What you need to do: All lines in the material containing the word "Whether" need to be copied.

Excerpted data:
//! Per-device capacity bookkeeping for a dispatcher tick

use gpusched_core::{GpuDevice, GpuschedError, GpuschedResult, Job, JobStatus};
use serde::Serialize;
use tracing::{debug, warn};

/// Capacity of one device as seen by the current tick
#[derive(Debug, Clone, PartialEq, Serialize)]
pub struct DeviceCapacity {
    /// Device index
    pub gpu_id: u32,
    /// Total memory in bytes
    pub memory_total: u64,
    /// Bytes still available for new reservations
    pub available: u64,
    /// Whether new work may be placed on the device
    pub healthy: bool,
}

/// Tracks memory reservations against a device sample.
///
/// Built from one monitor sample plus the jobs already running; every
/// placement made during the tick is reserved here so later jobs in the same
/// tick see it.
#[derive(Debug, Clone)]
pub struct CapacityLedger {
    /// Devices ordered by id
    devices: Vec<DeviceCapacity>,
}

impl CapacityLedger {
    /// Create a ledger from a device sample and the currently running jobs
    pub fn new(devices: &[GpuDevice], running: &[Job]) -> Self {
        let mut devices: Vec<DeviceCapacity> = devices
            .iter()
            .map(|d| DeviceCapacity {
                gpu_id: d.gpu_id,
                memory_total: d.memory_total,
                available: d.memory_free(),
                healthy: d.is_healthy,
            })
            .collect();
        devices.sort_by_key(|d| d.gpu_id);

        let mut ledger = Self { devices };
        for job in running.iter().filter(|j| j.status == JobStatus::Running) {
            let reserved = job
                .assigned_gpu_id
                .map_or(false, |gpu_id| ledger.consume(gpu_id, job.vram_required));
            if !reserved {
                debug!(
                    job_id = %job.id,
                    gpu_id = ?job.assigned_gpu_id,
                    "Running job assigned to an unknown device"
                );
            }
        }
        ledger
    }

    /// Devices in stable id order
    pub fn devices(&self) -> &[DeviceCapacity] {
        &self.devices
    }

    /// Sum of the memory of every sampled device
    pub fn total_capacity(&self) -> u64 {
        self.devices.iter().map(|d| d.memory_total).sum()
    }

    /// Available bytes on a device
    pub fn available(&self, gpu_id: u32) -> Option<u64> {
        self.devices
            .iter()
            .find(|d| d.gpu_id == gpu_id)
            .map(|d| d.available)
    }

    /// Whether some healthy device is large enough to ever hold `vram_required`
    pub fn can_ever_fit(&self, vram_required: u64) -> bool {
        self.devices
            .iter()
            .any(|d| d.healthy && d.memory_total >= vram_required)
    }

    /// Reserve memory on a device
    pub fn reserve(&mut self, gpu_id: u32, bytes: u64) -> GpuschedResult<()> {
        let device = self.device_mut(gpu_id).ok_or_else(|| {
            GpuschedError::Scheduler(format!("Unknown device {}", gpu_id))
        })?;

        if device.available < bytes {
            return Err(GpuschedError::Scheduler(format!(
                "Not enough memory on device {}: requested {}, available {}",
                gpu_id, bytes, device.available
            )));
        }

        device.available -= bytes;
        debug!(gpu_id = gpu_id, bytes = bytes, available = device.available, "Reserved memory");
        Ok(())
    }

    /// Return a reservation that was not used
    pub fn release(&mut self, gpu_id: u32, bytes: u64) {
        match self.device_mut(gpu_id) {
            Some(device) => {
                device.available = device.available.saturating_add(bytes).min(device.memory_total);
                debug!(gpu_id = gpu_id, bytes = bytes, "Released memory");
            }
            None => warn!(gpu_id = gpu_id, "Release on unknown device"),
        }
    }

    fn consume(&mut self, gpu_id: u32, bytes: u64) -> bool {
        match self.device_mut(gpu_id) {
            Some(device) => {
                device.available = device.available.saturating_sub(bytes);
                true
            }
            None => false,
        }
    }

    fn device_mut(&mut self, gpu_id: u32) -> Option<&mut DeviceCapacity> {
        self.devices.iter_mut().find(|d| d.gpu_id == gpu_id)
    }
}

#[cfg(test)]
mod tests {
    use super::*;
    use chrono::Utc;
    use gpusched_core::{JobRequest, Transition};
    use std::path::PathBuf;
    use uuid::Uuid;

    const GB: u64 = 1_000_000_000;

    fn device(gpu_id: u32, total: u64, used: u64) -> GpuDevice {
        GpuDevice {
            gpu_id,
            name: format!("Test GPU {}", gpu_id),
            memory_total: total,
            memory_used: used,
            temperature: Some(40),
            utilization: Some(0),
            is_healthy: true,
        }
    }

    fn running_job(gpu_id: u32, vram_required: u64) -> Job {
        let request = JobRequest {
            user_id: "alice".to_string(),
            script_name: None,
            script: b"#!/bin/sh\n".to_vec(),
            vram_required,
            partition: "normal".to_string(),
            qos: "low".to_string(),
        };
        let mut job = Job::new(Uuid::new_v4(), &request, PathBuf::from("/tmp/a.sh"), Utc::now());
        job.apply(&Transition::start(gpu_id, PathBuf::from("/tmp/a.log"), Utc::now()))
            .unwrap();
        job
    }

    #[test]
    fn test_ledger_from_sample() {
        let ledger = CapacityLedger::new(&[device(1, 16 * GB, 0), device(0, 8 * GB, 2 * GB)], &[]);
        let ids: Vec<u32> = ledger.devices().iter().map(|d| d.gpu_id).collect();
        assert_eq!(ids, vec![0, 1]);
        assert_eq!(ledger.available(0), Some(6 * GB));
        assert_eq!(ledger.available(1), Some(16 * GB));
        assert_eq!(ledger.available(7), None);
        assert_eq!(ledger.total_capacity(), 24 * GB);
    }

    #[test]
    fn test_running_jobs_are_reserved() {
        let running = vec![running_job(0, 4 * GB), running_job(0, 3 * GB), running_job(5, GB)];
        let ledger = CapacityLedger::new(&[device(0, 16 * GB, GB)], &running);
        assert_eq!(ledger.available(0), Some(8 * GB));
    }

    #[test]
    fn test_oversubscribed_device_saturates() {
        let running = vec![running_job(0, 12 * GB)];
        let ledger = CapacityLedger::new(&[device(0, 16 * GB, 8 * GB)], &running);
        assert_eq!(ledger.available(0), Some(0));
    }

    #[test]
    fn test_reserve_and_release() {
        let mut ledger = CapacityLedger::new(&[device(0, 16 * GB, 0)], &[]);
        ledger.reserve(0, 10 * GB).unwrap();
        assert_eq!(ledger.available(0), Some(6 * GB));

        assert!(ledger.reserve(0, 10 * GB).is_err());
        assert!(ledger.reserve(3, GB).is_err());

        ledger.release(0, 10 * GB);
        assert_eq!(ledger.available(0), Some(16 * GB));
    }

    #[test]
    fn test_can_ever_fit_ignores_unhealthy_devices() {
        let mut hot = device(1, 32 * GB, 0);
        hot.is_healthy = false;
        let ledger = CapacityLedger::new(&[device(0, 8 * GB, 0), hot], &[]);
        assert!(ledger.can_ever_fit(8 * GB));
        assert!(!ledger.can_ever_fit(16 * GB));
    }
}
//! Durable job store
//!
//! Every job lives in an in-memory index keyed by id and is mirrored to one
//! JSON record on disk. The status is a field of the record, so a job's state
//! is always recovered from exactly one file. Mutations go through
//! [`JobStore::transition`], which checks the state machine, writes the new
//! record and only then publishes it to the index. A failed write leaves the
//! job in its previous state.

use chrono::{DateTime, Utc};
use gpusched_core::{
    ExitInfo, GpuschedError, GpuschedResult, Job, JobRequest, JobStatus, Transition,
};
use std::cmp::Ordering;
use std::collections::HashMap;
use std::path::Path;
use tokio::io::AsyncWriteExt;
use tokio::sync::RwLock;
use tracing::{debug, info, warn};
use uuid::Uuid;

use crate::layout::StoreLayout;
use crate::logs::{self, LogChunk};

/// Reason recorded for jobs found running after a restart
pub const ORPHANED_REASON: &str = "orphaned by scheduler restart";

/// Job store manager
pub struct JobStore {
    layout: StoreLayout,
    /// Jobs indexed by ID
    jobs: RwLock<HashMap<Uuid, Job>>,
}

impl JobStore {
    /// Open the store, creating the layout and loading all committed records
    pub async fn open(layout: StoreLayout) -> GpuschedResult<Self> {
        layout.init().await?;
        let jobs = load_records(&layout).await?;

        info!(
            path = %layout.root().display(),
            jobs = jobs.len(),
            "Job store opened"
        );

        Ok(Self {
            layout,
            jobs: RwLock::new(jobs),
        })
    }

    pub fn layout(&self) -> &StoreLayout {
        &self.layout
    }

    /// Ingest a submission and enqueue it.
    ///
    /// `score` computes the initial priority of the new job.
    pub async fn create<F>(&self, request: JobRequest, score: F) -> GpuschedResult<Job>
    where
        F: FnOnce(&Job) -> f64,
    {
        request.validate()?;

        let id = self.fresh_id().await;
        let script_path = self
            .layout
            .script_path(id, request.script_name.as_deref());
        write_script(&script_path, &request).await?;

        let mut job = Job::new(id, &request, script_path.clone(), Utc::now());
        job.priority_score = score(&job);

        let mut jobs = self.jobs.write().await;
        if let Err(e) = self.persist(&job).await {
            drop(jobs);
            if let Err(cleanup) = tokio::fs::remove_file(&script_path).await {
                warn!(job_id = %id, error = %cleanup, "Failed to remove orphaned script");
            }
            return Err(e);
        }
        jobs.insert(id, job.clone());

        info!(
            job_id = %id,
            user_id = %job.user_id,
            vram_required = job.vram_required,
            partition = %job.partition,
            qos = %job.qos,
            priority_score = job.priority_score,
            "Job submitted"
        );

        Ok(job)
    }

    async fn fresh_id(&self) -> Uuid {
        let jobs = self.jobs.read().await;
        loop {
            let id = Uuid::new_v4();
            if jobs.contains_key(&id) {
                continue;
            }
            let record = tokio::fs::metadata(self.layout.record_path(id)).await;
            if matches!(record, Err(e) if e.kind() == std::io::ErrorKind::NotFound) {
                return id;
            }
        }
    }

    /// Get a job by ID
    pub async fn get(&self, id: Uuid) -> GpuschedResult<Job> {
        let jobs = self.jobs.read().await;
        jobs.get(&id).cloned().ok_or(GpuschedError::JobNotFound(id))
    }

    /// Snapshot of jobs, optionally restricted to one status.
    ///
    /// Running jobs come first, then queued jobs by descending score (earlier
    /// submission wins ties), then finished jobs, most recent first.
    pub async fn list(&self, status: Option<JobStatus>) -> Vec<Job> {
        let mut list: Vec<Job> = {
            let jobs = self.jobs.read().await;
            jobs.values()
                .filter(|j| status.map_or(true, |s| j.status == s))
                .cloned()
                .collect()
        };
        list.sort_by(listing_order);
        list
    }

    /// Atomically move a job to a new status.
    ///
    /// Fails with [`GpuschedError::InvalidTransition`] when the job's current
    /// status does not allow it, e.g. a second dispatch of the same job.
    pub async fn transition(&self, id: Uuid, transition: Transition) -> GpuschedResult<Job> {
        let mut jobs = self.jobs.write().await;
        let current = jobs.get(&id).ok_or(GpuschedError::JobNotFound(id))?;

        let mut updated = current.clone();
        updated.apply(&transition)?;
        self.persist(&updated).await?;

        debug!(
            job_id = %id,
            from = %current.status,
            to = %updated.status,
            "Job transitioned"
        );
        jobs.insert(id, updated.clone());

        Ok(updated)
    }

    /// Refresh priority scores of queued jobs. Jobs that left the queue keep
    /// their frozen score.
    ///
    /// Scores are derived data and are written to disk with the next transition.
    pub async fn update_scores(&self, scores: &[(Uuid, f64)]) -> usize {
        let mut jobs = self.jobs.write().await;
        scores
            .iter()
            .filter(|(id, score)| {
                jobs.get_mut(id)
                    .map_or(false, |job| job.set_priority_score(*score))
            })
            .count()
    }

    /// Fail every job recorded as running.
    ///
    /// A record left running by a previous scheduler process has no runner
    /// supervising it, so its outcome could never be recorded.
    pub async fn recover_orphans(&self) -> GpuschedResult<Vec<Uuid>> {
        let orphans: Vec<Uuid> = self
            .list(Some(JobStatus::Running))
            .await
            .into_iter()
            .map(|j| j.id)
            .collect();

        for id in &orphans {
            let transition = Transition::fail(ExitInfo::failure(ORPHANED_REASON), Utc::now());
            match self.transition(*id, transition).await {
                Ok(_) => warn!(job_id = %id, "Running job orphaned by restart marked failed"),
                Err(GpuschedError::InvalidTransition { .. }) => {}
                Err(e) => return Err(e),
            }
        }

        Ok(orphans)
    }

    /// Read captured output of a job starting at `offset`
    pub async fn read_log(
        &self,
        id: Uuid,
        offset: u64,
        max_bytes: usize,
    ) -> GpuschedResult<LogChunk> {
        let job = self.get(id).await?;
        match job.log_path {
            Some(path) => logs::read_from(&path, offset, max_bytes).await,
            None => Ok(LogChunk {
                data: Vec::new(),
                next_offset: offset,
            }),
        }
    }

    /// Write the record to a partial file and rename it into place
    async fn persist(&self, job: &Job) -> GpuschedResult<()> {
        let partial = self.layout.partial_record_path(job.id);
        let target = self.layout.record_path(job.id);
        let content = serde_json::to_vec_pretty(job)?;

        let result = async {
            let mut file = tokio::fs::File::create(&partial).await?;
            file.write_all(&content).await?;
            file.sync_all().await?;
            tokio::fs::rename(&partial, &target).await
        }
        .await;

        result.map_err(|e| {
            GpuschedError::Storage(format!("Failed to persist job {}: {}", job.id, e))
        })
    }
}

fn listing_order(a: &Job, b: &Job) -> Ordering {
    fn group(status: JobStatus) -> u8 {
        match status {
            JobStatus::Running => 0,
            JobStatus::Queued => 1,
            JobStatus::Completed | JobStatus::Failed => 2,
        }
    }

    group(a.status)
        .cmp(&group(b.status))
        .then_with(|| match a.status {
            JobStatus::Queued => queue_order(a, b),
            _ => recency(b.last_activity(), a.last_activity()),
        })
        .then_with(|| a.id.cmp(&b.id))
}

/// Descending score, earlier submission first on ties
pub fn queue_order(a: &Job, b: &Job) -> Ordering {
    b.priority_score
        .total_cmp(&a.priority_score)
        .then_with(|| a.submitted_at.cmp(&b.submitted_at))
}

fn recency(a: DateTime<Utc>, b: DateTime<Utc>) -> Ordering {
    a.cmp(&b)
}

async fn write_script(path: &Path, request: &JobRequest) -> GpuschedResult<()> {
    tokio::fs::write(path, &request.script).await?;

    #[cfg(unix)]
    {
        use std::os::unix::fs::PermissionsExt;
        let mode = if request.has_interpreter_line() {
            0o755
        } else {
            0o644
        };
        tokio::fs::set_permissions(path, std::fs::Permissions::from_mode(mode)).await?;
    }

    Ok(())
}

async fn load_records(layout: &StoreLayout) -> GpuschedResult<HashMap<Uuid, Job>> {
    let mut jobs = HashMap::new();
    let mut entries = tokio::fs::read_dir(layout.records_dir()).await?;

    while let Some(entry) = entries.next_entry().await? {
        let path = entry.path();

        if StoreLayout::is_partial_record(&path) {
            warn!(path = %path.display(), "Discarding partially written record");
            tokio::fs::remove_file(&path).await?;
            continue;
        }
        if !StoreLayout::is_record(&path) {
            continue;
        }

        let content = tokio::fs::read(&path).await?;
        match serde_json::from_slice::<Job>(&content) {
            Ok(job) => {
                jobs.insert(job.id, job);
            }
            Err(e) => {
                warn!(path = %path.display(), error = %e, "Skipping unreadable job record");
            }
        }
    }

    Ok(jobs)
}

Answer to the exercise:
    /// Whether new work may be placed on the device
    /// Whether some healthy device is large enough to ever hold `vram_required`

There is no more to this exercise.